# Configuration

turbopuffer is configurable by modifying a Kubernetes ConfigMap in the `turbopuffer` namespace of your deployment. The turbopuffer team works with you to manage your deployment, e.g. propose ConfigMap changes to your cluster, e.g. tuning cache sizes, LSM settings, or recall.
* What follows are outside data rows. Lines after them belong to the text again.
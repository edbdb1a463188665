use chrono::NaiveTime;
use serde::{Deserialize, Serialize};

pub const DEFAULT_SLOT_LENGTH_MINUTES: i32 = 45;
pub const DEFAULT_MAX_ORDERS_PER_SLOT: i32 = 2;
pub const DEFAULT_SAME_DAY_CUTOFF: NaiveTime = match NaiveTime::from_hms_opt(15, 0, 0) {
    Some(time) => time,
    None => panic!("default same-day cutoff is not a valid time"),
};
pub const DEFAULT_MAX_PREORDER_DAYS: i32 = 14;

/// Slot rules configured by bakery staff.
///
/// Values are kept as read from storage; the generator treats a non-positive
/// slot length or capacity as a configuration error and offers nothing.
#[derive(Debug, Clone, PartialEq, Eq, Serialize, Deserialize)]
pub struct SlotPolicy {
    pub slot_length_minutes: i32,
    pub max_orders_per_slot: i32,
    /// Same-day listing closes at this time of day. `None` means the default cutoff.
    pub last_same_day_order_time: Option<NaiveTime>,
    pub max_preorder_days: i32,
}

impl SlotPolicy {
    pub fn same_day_cutoff(&self) -> NaiveTime {
        self.last_same_day_order_time.unwrap_or(DEFAULT_SAME_DAY_CUTOFF)
    }

    pub fn is_usable(&self) -> bool {
        self.slot_length_minutes > 0 && self.max_orders_per_slot > 0
    }
}

impl Default for SlotPolicy {
    fn default() -> Self {
        Self {
            slot_length_minutes: DEFAULT_SLOT_LENGTH_MINUTES,
            max_orders_per_slot: DEFAULT_MAX_ORDERS_PER_SLOT,
            last_same_day_order_time: Some(DEFAULT_SAME_DAY_CUTOFF),
            max_preorder_days: DEFAULT_MAX_PREORDER_DAYS,
        }
    }
}
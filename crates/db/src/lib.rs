pub mod config_source;
pub mod models;
pub mod repositories;
pub mod schema;

pub mod mock;

use eyre::Result;
use sqlx::postgres::PgPoolOptions;
use sqlx::{Pool, Postgres};

pub use config_source::PgSlotConfig;

pub type DbPool = Pool<Postgres>;

pub async fn create_pool(database_url: &str) -> Result<DbPool> {
    let pool = PgPoolOptions::new()
        .max_connections(5)
        .connect(database_url)
        .await?;

    Ok(pool)
}
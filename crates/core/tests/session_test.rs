use bakeshop_core::session::{AuthTokens, SessionContext};
use pretty_assertions::assert_eq;
use rstest::rstest;

#[test]
fn test_new_session_is_empty() {
    let session = SessionContext::new();

    assert!(session.is_cart_empty());
    assert!(!session.is_signed_in());
    assert_eq!(session.item_count(), 0);
    assert_eq!(session.last_order_code(), None);
}

#[test]
fn test_adding_items_accumulates() {
    let session = SessionContext::new()
        .with_item_added(7, 1)
        .with_item_added(7, 2)
        .with_item_added(3, 1);

    assert_eq!(session.cart().get(&7), Some(&3));
    assert_eq!(session.cart().get(&3), Some(&1));
    assert_eq!(session.item_count(), 4);
}

#[rstest]
#[case(-1, Some(1))]
#[case(-2, None)]
#[case(-5, None)]
#[case(1, Some(3))]
fn test_adding_negative_quantities(#[case] delta: i64, #[case] expected: Option<u32>) {
    let session = SessionContext::new().with_item_added(9, 2).with_item_added(9, delta);

    assert_eq!(session.cart().get(&9).copied(), expected);
}

#[rstest]
#[case(0)]
#[case(-3)]
fn test_setting_non_positive_quantity_removes_line(#[case] qty: i64) {
    let session = SessionContext::new()
        .with_item_added(1, 4)
        .with_quantity(1, qty);

    assert!(session.is_cart_empty());
}

#[test]
fn test_setting_quantity_replaces_line() {
    let session = SessionContext::new().with_item_added(1, 4).with_quantity(1, 2);

    assert_eq!(session.cart().get(&1), Some(&2));
}

#[test]
fn test_previous_context_is_untouched() {
    let before = SessionContext::new().with_item_added(1, 1);
    let after = before.clone().with_item_added(2, 1);

    assert_eq!(before.cart().len(), 1);
    assert_eq!(after.cart().len(), 2);
}

#[test]
fn test_sign_in_and_out() {
    let session = SessionContext::new().signed_in(AuthTokens::new("access", "refresh"));
    assert!(session.is_signed_in());
    assert_eq!(
        session.auth().map(|tokens| tokens.access_token.as_str()),
        Some("access")
    );

    let session = session.signed_out();
    assert!(!session.is_signed_in());
}

#[rstest]
#[case("", "refresh")]
#[case("access", "")]
#[case("  ", "  ")]
fn test_incomplete_tokens_are_not_stored(#[case] access: &str, #[case] refresh: &str) {
    let session = SessionContext::new()
        .signed_in(AuthTokens::new("old-access", "old-refresh"))
        .signed_in(AuthTokens::new(access, refresh));

    assert!(!session.is_signed_in());
}

#[test]
fn test_sign_out_keeps_cart() {
    let session = SessionContext::new()
        .signed_in(AuthTokens::new("access", "refresh"))
        .with_item_added(5, 2)
        .signed_out();

    assert_eq!(session.item_count(), 2);
}

#[test]
fn test_last_order_clears_cart() {
    let session = SessionContext::new()
        .with_item_added(5, 2)
        .with_last_order("WB-20250102-001");

    assert!(session.is_cart_empty());
    assert_eq!(session.last_order_code(), Some("WB-20250102-001"));
}

#[test]
fn test_cart_cleared() {
    let session = SessionContext::new()
        .with_item_added(1, 1)
        .with_item_added(2, 1)
        .with_cart_cleared();

    assert!(session.is_cart_empty());
}

#[test]
fn test_session_serialization() {
    let session = SessionContext::new()
        .with_item_added(11, 2)
        .signed_in(AuthTokens::new("access", "refresh"));

    let json = serde_json::to_string(&session).expect("Failed to serialize session");
    let deserialized: SessionContext =
        serde_json::from_str(&json).expect("Failed to deserialize session");

    assert_eq!(deserialized, session);
}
To update the ConfigMap, you can use the Helm chart with the
`values.yaml` you maintain for the cluster:

Change `values.yaml` in the `byoc-kit` directory and run the following:

#### GCP

```bash
helm upgrade -n default turbopuffer \
  oci://us-central1-docker.pkg.dev/turbopuffer-onprem/charts/tpuf \
  --values=values.yaml \
  --values=values.secret.yaml \
  --values=metrics-keys.yaml
```

You may need to log in to the helm registry first:
```bash
helm registry login us-central1-docker.pkg.dev
```
#### AWS

```bash
helm upgrade -n default turbopuffer \
  oci://961341552108.dkr.ecr.us-west-2.amazonaws.com/turbopuffer/turbopuffer/charts/tpuf \
  --values=values.yaml \
  --values=values.secret.yaml \
  --values=metrics-keys.yaml
```

You may need to log in first:
```bash
aws ecr get-login-password --region us-west-2 | \
  docker login --username AWS --password-stdin 961341552108.dkr.ecr.us-west-2.amazonaws.com
```
#### Azure

```bash
helm upgrade -n default turbopuffer \
  oci://turbopuffer.azurecr.io/turbopuffer/charts/tpuf \
  --values=values.yaml \
  --values=values.secret.yaml \
  --values=metrics-keys.yaml
```

You may need to log in first:
```bash
az login --tenant 398cc17e-41b3-44de-929a-dc4048da9592
az acr login --name turbopuffer
```

## cloud specific configurations

The following configuration settings are under `kubernetes`:

#### AWS

**kubernetes.ec2_preferred_zone** object

The preferred availability zone to be used for query and index nodes.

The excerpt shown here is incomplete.